Sir George Hamilton, 1st Baronet of Donalong and Nenagh ( – 1679), born in Scotland, inherited land in Ireland and fought in the Irish Army under his brother-in-law, the 1st Duke of Ormond, in the Confederate Wars and the Cromwellian conquest of Ireland, during which he defended Nenagh Castle against Henry Ireton. Hamilton was father of Antoine Hamilton, author of the Mémoires du Comte de Grammont, of Richard Hamilton, Jacobite general, and of Elizabeth, Countess de Gramont, "la belle Hamilton".

Birth and origins 
George was born about 1608, probably in Paisley, Renfrewshire, near Glasgow, in the west of Scotland. He was the fourth son of James Hamilton and his wife, Marion Boyd. His father had been created Earl of Abercorn by James VI and I in 1606. His paternal grandfather was the 1st Lord Paisley.

George's mother was the eldest daughter of the 6th Lord Boyd, of Kilmarnock, Ayrshire, in the south-west of Scotland. Both grandfathers fought in 1568 at Langside for Mary, Queen of Scots.

George was one of nine siblings who are listed in his father's article.

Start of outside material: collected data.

//! Durable single-slot job store (SQLite via sqlx).
//!
//! Holds at most one job, serialized as a JSON blob under a fixed key, so a
//! torn-down host process can rebuild the in-progress job exactly.

mod db;

#[cfg(test)]
mod tests;

pub use db::{JobStore, JOB_KEY};

#[cfg(test)]
pub(crate) use db::open_memory;
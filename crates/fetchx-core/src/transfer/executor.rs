//! One asset transfer with a hard wall-clock timeout and bounded retries.

use std::path::{Path, PathBuf};
use std::sync::Arc;
use std::time::Duration;
use tokio::time::Instant;

use super::{ConflictPolicy, TransferError, TransferEvent, TransferFacility, TransferRequest};
use crate::control::ControlToken;
use crate::retry::{run_with_retry, RetryPolicy};

/// Successful result of [`TransferExecutor::transfer`].
#[derive(Debug, Clone, PartialEq, Eq)]
pub enum TransferOutcome {
    /// The facility reported completion.
    Completed(Option<PathBuf>),
    /// No report arrived before the timeout; counted as done so the job keeps moving.
    /// A transfer that fails after this point is invisible to the counters.
    AssumedComplete,
}

pub struct TransferExecutor {
    facility: Arc<dyn TransferFacility>,
    timeout: Duration,
    retry: RetryPolicy,
}

impl std::fmt::Debug for TransferExecutor {
    fn fmt(&self, f: &mut std::fmt::Formatter<'_>) -> std::fmt::Result {
        f.debug_struct("TransferExecutor")
            .field("timeout", &self.timeout)
            .field("retry", &self.retry)
            .finish_non_exhaustive()
    }
}

impl TransferExecutor {
    pub fn new(facility: Arc<dyn TransferFacility>, timeout: Duration, retry: RetryPolicy) -> Self {
        Self {
            facility,
            timeout,
            retry,
        }
    }

    /// Transfer `url` to `destination` (relative to the facility root).
    ///
    /// Prompt failures are retried per policy; the error of the last attempt is
    /// returned once the policy gives up or `token` asks the job to halt.
    pub async fn transfer(
        &self,
        url: &str,
        destination: &Path,
        token: &mut ControlToken,
    ) -> Result<TransferOutcome, TransferError> {
        run_with_retry(&self.retry, token, move |attempt| self.attempt(url, destination, attempt)).await
    }

    async fn attempt(&self, url: &str, destination: &Path, attempt: u32) -> Result<TransferOutcome, TransferError> {
        let deadline = Instant::now() + self.timeout;
        let handle = self.facility.start(TransferRequest {
            url: url.to_string(),
            destination: destination.to_path_buf(),
            conflict: ConflictPolicy::Uniquify,
        })?;
        tracing::debug!(transfer_id = handle.id, attempt, dest = %destination.display(), "transfer started");

        match tokio::time::timeout_at(deadline, handle.completion).await {
            Ok(Ok(TransferEvent::Completed { path })) => Ok(TransferOutcome::Completed(path)),
            Ok(Ok(TransferEvent::Interrupted { reason })) => Err(TransferError::Interrupted(reason)),
            Ok(Err(_)) => {
                // Facility dropped the notifier without reporting: same as never reporting.
                tokio::time::sleep_until(deadline).await;
                tracing::warn!(transfer_id = handle.id, dest = %destination.display(), "no completion report; assuming done");
                Ok(TransferOutcome::AssumedComplete)
            }
            Err(_) => {
                tracing::warn!(
                    transfer_id = handle.id,
                    timeout_secs = self.timeout.as_secs_f64(),
                    dest = %destination.display(),
                    "transfer timed out; assuming done"
                );
                Ok(TransferOutcome::AssumedComplete)
            }
        }
    }
}
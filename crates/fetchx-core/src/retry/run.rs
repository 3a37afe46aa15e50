//! Retry loop: run an async operation until success or policy says stop.

use std::fmt::Display;
use std::future::Future;

use super::classify::Classify;
use super::policy::{RetryDecision, RetryPolicy};
use crate::control::{ControlToken, Signal};

/// Runs `op` until it succeeds or the retry policy says to stop.
///
/// `op` receives the 1-based attempt number. On a retryable failure the task
/// sleeps for the backoff duration and tries again; the last error is returned
/// once the policy gives up. The backoff is a suspension point: a pause or stop
/// on `token` ends it early and returns the last error without another attempt.
pub async fn run_with_retry<T, E, F, Fut>(policy: &RetryPolicy, token: &mut ControlToken, mut op: F) -> Result<T, E>
where
    F: FnMut(u32) -> Fut,
    Fut: Future<Output = Result<T, E>>,
    E: Classify + Display,
{
    let mut attempt = 1u32;
    loop {
        match op(attempt).await {
            Ok(v) => return Ok(v),
            Err(e) => match policy.decide(attempt, e.kind()) {
                RetryDecision::NoRetry => return Err(e),
                RetryDecision::RetryAfter(d) => {
                    tracing::debug!(attempt, delay_ms = d.as_millis() as u64, "retrying after: {}", e);
                    if token.sleep(d).await != Signal::Run {
                        tracing::debug!(attempt, "retry abandoned, job signalled");
                        return Err(e);
                    }
                    attempt += 1;
                }
            },
        }
    }
}

#[cfg(test)]
mod tests {
    use super::*;
    use crate::control::JobControl;
    use crate::retry::ErrorKind;
    use std::fmt;
    use std::time::Duration;

    #[derive(Debug)]
    struct Flaky(ErrorKind);

    impl fmt::Display for Flaky {
        fn fmt(&self, f: &mut fmt::Formatter<'_>) -> fmt::Result {
            write!(f, "flaky: {:?}", self.0)
        }
    }

    impl Classify for Flaky {
        fn kind(&self) -> ErrorKind {
            self.0
        }
    }

    fn quick(max_attempts: u32) -> RetryPolicy {
        RetryPolicy {
            max_attempts,
            base_delay: Duration::from_millis(1),
            max_delay: Duration::from_millis(1),
            ..RetryPolicy::transfers()
        }
    }

    #[tokio::test]
    async fn succeeds_after_transient_failures() {
        let mut calls = 0;
        let out: Result<u32, Flaky> = run_with_retry(&quick(3), &mut JobControl::new().subscribe(), |attempt| {
            calls += 1;
            async move {
                if attempt < 3 {
                    Err(Flaky(ErrorKind::Connection))
                } else {
                    Ok(attempt)
                }
            }
        })
        .await;
        assert_eq!(out.unwrap(), 3);
        assert_eq!(calls, 3);
    }

    #[tokio::test]
    async fn gives_up_at_max_attempts() {
        let mut calls = 0;
        let out: Result<(), Flaky> = run_with_retry(&quick(2), &mut JobControl::new().subscribe(), |_| {
            calls += 1;
            async { Err(Flaky(ErrorKind::Interrupted)) }
        })
        .await;
        assert!(out.is_err());
        assert_eq!(calls, 2);
    }

    #[tokio::test]
    async fn other_errors_are_not_retried() {
        let mut calls = 0;
        let out: Result<(), Flaky> = run_with_retry(&quick(5), &mut JobControl::new().subscribe(), |_| {
            calls += 1;
            async { Err(Flaky(ErrorKind::Other)) }
        })
        .await;
        assert!(out.is_err());
        assert_eq!(calls, 1);
    }

    #[tokio::test(start_paused = true)]
    async fn pause_cuts_the_backoff_short() {
        let control = JobControl::new();
        let mut token = control.subscribe();
        let policy = RetryPolicy {
            max_attempts: 2,
            base_delay: Duration::from_secs(3),
            max_delay: Duration::from_secs(3),
            ..RetryPolicy::transfers()
        };
        let begin = tokio::time::Instant::now();
        let mut calls = 0;
        let out: Result<(), Flaky> = run_with_retry(&policy, &mut token, |_| {
            calls += 1;
            control.request_pause();
            async { Err(Flaky(ErrorKind::Connection)) }
        })
        .await;
        assert!(out.is_err());
        assert_eq!(calls, 1);
        assert!(begin.elapsed() < Duration::from_secs(3));
    }

    #[tokio::test(start_paused = true)]
    async fn stop_during_backoff_wakes_the_sleeper() {
        let control = JobControl::new();
        let mut token = control.subscribe();
        let policy = RetryPolicy {
            max_attempts: 3,
            base_delay: Duration::from_secs(3600),
            max_delay: Duration::from_secs(3600),
            ..RetryPolicy::transfers()
        };
        let begin = tokio::time::Instant::now();
        let retrying = tokio::spawn(async move {
            let mut calls = 0u32;
            let out: Result<(), Flaky> = run_with_retry(&policy, &mut token, |_| {
                calls += 1;
                async { Err(Flaky(ErrorKind::Interrupted)) }
            })
            .await;
            (out.is_err(), calls)
        });
        tokio::time::sleep(Duration::from_secs(1)).await;
        control.request_stop();
        assert_eq!(retrying.await.unwrap(), (true, 1));
        assert!(begin.elapsed() < Duration::from_secs(3600));
    }
}
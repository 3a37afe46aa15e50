//! CLI parse and output tests.

use super::{Cli, CliCommand};
use clap::Parser;

pub(super) fn parse(args: &[&str]) -> CliCommand {
    let cli = Cli::try_parse_from(args).unwrap();
    cli.command
}

mod status_output;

George's father had been a Protestant, but his mother, Marion Boyd, was a recusant, who brought him, like all his siblings, up in the Catholic faith. His uncle, Sir George Hamilton of Greenlaw and Roscrea, pushed in the same direction.

Early life 
George was about 11 in 1618 when his father, the 1st Earl of Abercorn, died. His father had been an undertaker in James VI and I's 1611 Plantation of Ulster and had as such acquired large estates in Ireland, mainly around Strabane in the west of County Tyrone. George's eldest brother, James, succeeded to his father's title of Earl of Abercorn, but the Irish lands were shared among the younger sons according to his father's will. Strabane, the most prestigious part, went to George's elder brother Claud. George inherited Donalong, a great proportion (2000 acres). His father had predeceased his paternal grandfather, the 1st Lord Paisley, who died three years later in 1621. George's eldest brother James, the 2nd Earl of Abercorn, inherited at that time the title of Lord Paisley and the family's Scottish lands.

Some time after 1625 Hamilton, together with Sir Basil Brooke and Sir George Russell, acquired rights to the Knockaunderrig Silver Mine at Knockanroe in the Silvermine Mountains at the village of Silvermines, south of Nenagh.

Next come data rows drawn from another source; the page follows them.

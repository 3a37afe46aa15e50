//! Control socket: server (while `fetchx start`/`resume` hosts a job) and
//! client (for `fetchx pause`/`stop` from another shell).
//! Protocol: one command per line, "pause" or "stop".

use anyhow::{Context, Result};
use fetchx_core::controller::JobController;
use std::path::{Path, PathBuf};
use std::sync::Arc;
use tokio::io::{AsyncBufReadExt, AsyncWriteExt, BufReader};
use tokio::net::{UnixListener, UnixStream};

/// Command accepted on the socket.
#[derive(Debug, Clone, Copy, PartialEq, Eq)]
pub enum SocketCommand {
    Pause,
    Stop,
}

impl SocketCommand {
    pub fn parse(line: &str) -> Option<Self> {
        match line.trim() {
            "pause" => Some(SocketCommand::Pause),
            "stop" => Some(SocketCommand::Stop),
            _ => None,
        }
    }

    pub fn as_str(self) -> &'static str {
        match self {
            SocketCommand::Pause => "pause",
            SocketCommand::Stop => "stop",
        }
    }
}

/// Listening control socket of a foreground job. Dropping it stops the
/// listener and removes the socket file.
#[derive(Debug)]
pub struct ControlSocket {
    path: PathBuf,
    listener: tokio::task::JoinHandle<()>,
}

impl ControlSocket {
    /// Binds `path` and forwards each command to the controller. Ignores
    /// malformed lines.
    pub fn bind(controller: Arc<JobController>, path: impl AsRef<Path>) -> Result<Self> {
        let path = path.as_ref().to_path_buf();
        if let Some(parent) = path.parent() {
            std::fs::create_dir_all(parent).with_context(|| format!("create {}", parent.display()))?;
        }
        let _ = std::fs::remove_file(&path);
        let listener = UnixListener::bind(&path).with_context(|| format!("bind {}", path.display()))?;
        let listener = tokio::spawn(async move {
            loop {
                match listener.accept().await {
                    Ok((stream, _)) => {
                        let controller = Arc::clone(&controller);
                        tokio::spawn(async move {
                            let mut reader = BufReader::new(stream).lines();
                            while let Ok(Some(line)) = reader.next_line().await {
                                let Some(cmd) = SocketCommand::parse(&line) else {
                                    tracing::debug!("control socket: ignoring {:?}", line);
                                    continue;
                                };
                                tracing::info!("control socket: {}", cmd.as_str());
                                let result = match cmd {
                                    SocketCommand::Pause => controller.pause().await.map(|_| ()),
                                    SocketCommand::Stop => controller.stop().await.map(|_| ()),
                                };
                                if let Err(e) = result {
                                    tracing::warn!("control socket {}: {}", cmd.as_str(), e);
                                }
                            }
                        });
                    }
                    Err(e) => tracing::debug!("control socket accept: {}", e),
                }
            }
        });
        tracing::debug!(path = %path.display(), "control socket listening");
        Ok(Self { path, listener })
    }
}

impl Drop for ControlSocket {
    fn drop(&mut self) {
        self.listener.abort();
        let _ = std::fs::remove_file(&self.path);
    }
}

/// Sends one command line. Returns false when no process is listening.
pub async fn send_command(socket_path: &Path, cmd: SocketCommand) -> Result<bool> {
    if !socket_path.exists() {
        return Ok(false);
    }
    let mut stream = match UnixStream::connect(socket_path).await {
        Ok(s) => s,
        Err(e) => {
            tracing::debug!(path = %socket_path.display(), "stale control socket: {}", e);
            return Ok(false);
        }
    };
    stream.write_all(format!("{}\n", cmd.as_str()).as_bytes()).await?;
    stream.shutdown().await?;
    Ok(true)
}

/// True if a foreground process is hosting a job.
pub async fn is_live(socket_path: &Path) -> bool {
    socket_path.exists() && UnixStream::connect(socket_path).await.is_ok()
}
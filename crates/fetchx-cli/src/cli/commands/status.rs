//! `fetchx status` – show the active job.

use anyhow::Result;
use fetchx_core::control::default_control_socket_path;
use fetchx_core::controller::JobController;
use fetchx_core::events::ProgressStats;
use fetchx_core::job::{unix_timestamp, JobState, JobStatus};
use std::fmt::Write;

use crate::cli::control_socket;

pub async fn run_status(controller: &JobController) -> Result<()> {
    // A job marked running with nobody hosting it was interrupted.
    let socket = default_control_socket_path()?;
    if !control_socket::is_live(&socket).await {
        controller.recover_stranded().await?;
    }
    match controller.status().await? {
        Some(job) => {
            let age = controller
                .last_saved()
                .await?
                .map(|saved| unix_timestamp().saturating_sub(saved).max(0));
            print!("{}", render(&job, age));
        }
        None => println!("No active job."),
    }
    Ok(())
}

/// `saved_secs_ago` is the age of the last checkpoint, when known.
pub(crate) fn render(job: &JobState, saved_secs_ago: Option<i64>) -> String {
    let stats = ProgressStats::from_job(job);
    let state = match (job.status, job.pause_reason, job.done_reason) {
        (JobStatus::Paused, Some(reason), _) => format!("paused ({reason})"),
        (JobStatus::Done, _, Some(reason)) => format!("done ({reason})"),
        (status, _, _) => status.to_string(),
    };
    let mut out = String::new();
    let _ = writeln!(out, "{:<10} \"{}\" ({})", "QUERY", job.query, job.media_type);
    let _ = writeln!(out, "{:<10} {}", "STATE", state);
    let _ = writeln!(
        out,
        "{:<10} {}/{} ({:.1}%), {} to go",
        "PROGRESS",
        stats.downloaded,
        stats.target,
        stats.fraction() * 100.0,
        job.remaining()
    );
    if let Some(age) = saved_secs_ago {
        let _ = writeln!(out, "{:<10} {}s ago", "UPDATED", age);
    }
    let _ = writeln!(out, "{:<10} {:<6} {:<11} {}", "PROVIDER", "PAGE", "DOWNLOADED", "STATE");
    for (provider, p) in &job.providers {
        let state = if !provider.supports(job.media_type) {
            "unsupported"
        } else if p.exhausted {
            "exhausted"
        } else {
            "active"
        };
        let _ = writeln!(out, "{:<10} {:<6} {:<11} {}", provider.as_str(), p.page, p.downloaded, state);
    }
    out
}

In 1627 Hamilton succeeded Sir Roger Hope to the command of a company of foot in the Irish Army.

Marriage and children 
In 1629 Hamilton married Mary Butler, youngest daughter of Thomas Butler, Viscount Thurles. Her eldest brother, James, later the 1st Duke of Ormond, thereby became his brother-in-law.

 
George and Mary had six sons:
 James (died 1673), became ranger of Hyde Park and lost a leg in a sea-fight
 George (died 1676), killed in French service at the Col de Saverne
 Anthony (1646–1720), fought for the Jacobites and wrote the Mémoires du comte de Grammont
 Thomas (died 1687), served in the Royal Navy and died in Boston, Massachusetts
 Richard (died 1717), fought for the Jacobites and was taken prisoner at the Boyne
 John (died 1691), Colonel in the Irish army, was killed in the Battle of Aughrim

—and three daughters:
 Elizabeth (1641–1708), a famous beauty, married Philibert de Gramont
 Lucia (died 1676), married Sir Donough O'Brien, 1st Baronet, of Leamaneh Castle, a Protestant, in 1674
 Margaret, married in July 1674 Mathew Forde of Seaforde, County Down, and Coolgreany, County Wexford

Midlife 
In 1632 Hamilton's mother died in Edinburgh and was buried with her husband in Paisley Abbey.

Some time before 1634 Hamilton was created a baronet and was called Sir George, but some fault seems to have been found with this creation as he would later be created a baronet for a second time. The territorial designation and the baronetage (country) of this first creation are unknown.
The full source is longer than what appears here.